* [DATA SECTION]:
···

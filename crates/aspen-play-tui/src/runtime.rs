//! TUI runtime - owns terminal, runs event loop, executes effects.
//!
//! This is the "Elm runtime" boundary: all side effects happen here.
//! The reducer stays pure and produces effects; this module executes them.
//!
//! ## Inbox Pattern
//!
//! The runtime uses an "inbox" pattern for async event collection:
//! - Spawned run tasks send `UiEvent`s directly to `inbox_tx`
//! - Runtime drains `inbox_rx` each frame to collect results
//! - This eliminates per-request receivers and simplifies event collection

use std::future::Future;
use std::io::Stdout;

use anyhow::{Context, Result};
use aspen_play_core::runner::{FAILURE_MESSAGE, Runner};
use crossterm::event;
use ratatui::Terminal;
use ratatui::backend::CrosstermBackend;
use tokio::sync::mpsc;

use crate::effects::UiEffect;
use crate::events::UiEvent;
use crate::state::AppState;
use crate::{render, terminal, update};

/// Target frame rate while a run is in flight or input is active
/// (60fps = ~16ms per frame).
pub const FRAME_DURATION: std::time::Duration = std::time::Duration::from_millis(16);

/// Poll duration when idle (no run in flight, no recent input).
/// Longer timeout reduces CPU usage when nothing is happening.
pub const IDLE_POLL_DURATION: std::time::Duration = std::time::Duration::from_millis(100);

/// Full-screen TUI runtime.
///
/// Owns the terminal and state. Runs the event loop and executes effects.
/// Terminal state is guaranteed to be restored on drop and panic.
pub struct TuiRuntime {
    /// Terminal instance.
    terminal: Terminal<CrosstermBackend<Stdout>>,
    /// Application state (split: tui + overlay).
    pub state: AppState,
    /// Executes run requests against the configured endpoint.
    runner: Runner,
    /// Inbox sender - spawned tasks send events here.
    inbox_tx: mpsc::UnboundedSender<UiEvent>,
    /// Inbox receiver - runtime drains this each frame.
    inbox_rx: mpsc::UnboundedReceiver<UiEvent>,
    /// Last time a Tick event was emitted.
    last_tick: std::time::Instant,
    /// Last time a terminal event was received (for fast tick during interaction).
    last_terminal_event: std::time::Instant,
}

impl TuiRuntime {
    /// Creates a new TUI runtime.
    ///
    /// Installs the panic hook and enters the alternate screen.
    pub fn new(state: AppState, runner: Runner) -> Result<Self> {
        // Set up panic hook BEFORE entering alternate screen
        terminal::install_panic_hook();

        let terminal = terminal::setup_terminal().context("Failed to setup terminal")?;

        // Inbox channel for async event collection
        let (inbox_tx, inbox_rx) = mpsc::unbounded_channel();

        let now = std::time::Instant::now();
        Ok(Self {
            terminal,
            state,
            runner,
            inbox_tx,
            inbox_rx,
            last_tick: now,
            last_terminal_event: now,
        })
    }

    /// Runs the main event loop until the user quits.
    pub fn run(&mut self) -> Result<()> {
        let mut dirty = true; // Start dirty to ensure initial render

        while !self.state.tui.should_quit {
            // Collect events from terminal and inbox
            let mut events = self.collect_events()?;

            // Prepend Frame event with current terminal size
            // This ensures viewport updates happen before key events
            let size = self.terminal.size()?;
            events.insert(
                0,
                UiEvent::Frame {
                    width: size.width,
                    height: size.height,
                },
            );

            // Process each event through the reducer
            for event in events {
                // Track terminal activity for fast tick mode
                if matches!(&event, UiEvent::Terminal(_)) {
                    self.last_terminal_event = std::time::Instant::now();
                }

                // Only Tick triggers render - this caps frame rate at tick cadence
                if matches!(&event, UiEvent::Tick) {
                    dirty = true;
                }

                let effects = update::update(&mut self.state, event);
                self.execute_effects(effects);
            }

            if dirty {
                self.terminal.draw(|frame| {
                    render::render(&self.state, frame);
                })?;
                dirty = false;
            }
        }

        Ok(())
    }

    /// Collects events from the terminal and the inbox.
    fn collect_events(&mut self) -> Result<Vec<UiEvent>> {
        let mut events = Vec::new();

        // Fast polling while a run is in flight (so the response lands
        // promptly) or during recent input; slow polling otherwise.
        let recent_terminal_activity = self.last_terminal_event.elapsed() < IDLE_POLL_DURATION;
        let needs_fast_poll = self.state.tui.output.is_waiting() || recent_terminal_activity;

        let tick_interval = if needs_fast_poll {
            FRAME_DURATION
        } else {
            IDLE_POLL_DURATION
        };

        // Drain inbox - run completions arrive here
        while let Ok(ev) = self.inbox_rx.try_recv() {
            events.push(ev);
        }

        // Calculate time until next tick for poll duration.
        let time_until_tick = tick_interval.saturating_sub(self.last_tick.elapsed());

        // Poll terminal events:
        // - If we already have events to process, do non-blocking poll
        // - Otherwise, block until next tick is due
        let poll_duration = if events.is_empty() {
            time_until_tick
        } else {
            std::time::Duration::ZERO
        };

        if event::poll(poll_duration)? {
            events.push(UiEvent::Terminal(event::read()?));
            // Drain any remaining buffered events (non-blocking)
            while event::poll(std::time::Duration::ZERO)? {
                events.push(UiEvent::Terminal(event::read()?));
            }
        }

        if self.last_tick.elapsed() >= tick_interval {
            events.push(UiEvent::Tick);
            self.last_tick = std::time::Instant::now();
        }

        Ok(events)
    }

    /// Executes effects returned by the reducer.
    fn execute_effects(&mut self, effects: Vec<UiEffect>) {
        for effect in effects {
            self.execute_effect(effect);
        }
    }

    /// Spawns an async effect whose result event lands in the inbox.
    fn spawn_effect<F, Fut>(&self, f: F)
    where
        F: FnOnce() -> Fut + Send + 'static,
        Fut: Future<Output = UiEvent> + Send + 'static,
    {
        let tx = self.inbox_tx.clone();
        tokio::spawn(async move {
            let _ = tx.send(f().await);
        });
    }

    fn execute_effect(&mut self, effect: UiEffect) {
        match effect {
            UiEffect::Quit => {
                self.state.tui.should_quit = true;
            }
            UiEffect::SpawnRun { seq, source } => {
                // The request carries the full source text as-is; transport
                // failures collapse to the fixed generic message before the
                // event reaches the reducer.
                let runner = self.runner.clone();
                self.spawn_effect(move || async move {
                    let result = runner.execute(&source).await.map_err(|err| {
                        tracing::warn!(error = format!("{err:#}"), "run request failed");
                        FAILURE_MESSAGE.to_string()
                    });
                    UiEvent::RunFinished { seq, result }
                });
            }
        }
    }
}

impl Drop for TuiRuntime {
    fn drop(&mut self) {
        let _ = terminal::restore_terminal();
    }
}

···

* [WORK ORDER]: Copy the records above exactly, please, but only from the first line through the line containing "- Spawned run".

* [RESULT OF THE EXERCISE]:
filename crates/aspen-play-tui/src/runtime.rs
//! TUI runtime - owns terminal, runs event loop, executes effects.
//!
//! This is the "Elm runtime" boundary: all side effects happen here.
//! The reducer stays pure and produces effects; this module executes them.
//!
//! ## Inbox Pattern
//!
//! The runtime uses an "inbox" pattern for async event collection:
//! - Spawned run tasks send `UiEvent`s directly to `inbox_tx`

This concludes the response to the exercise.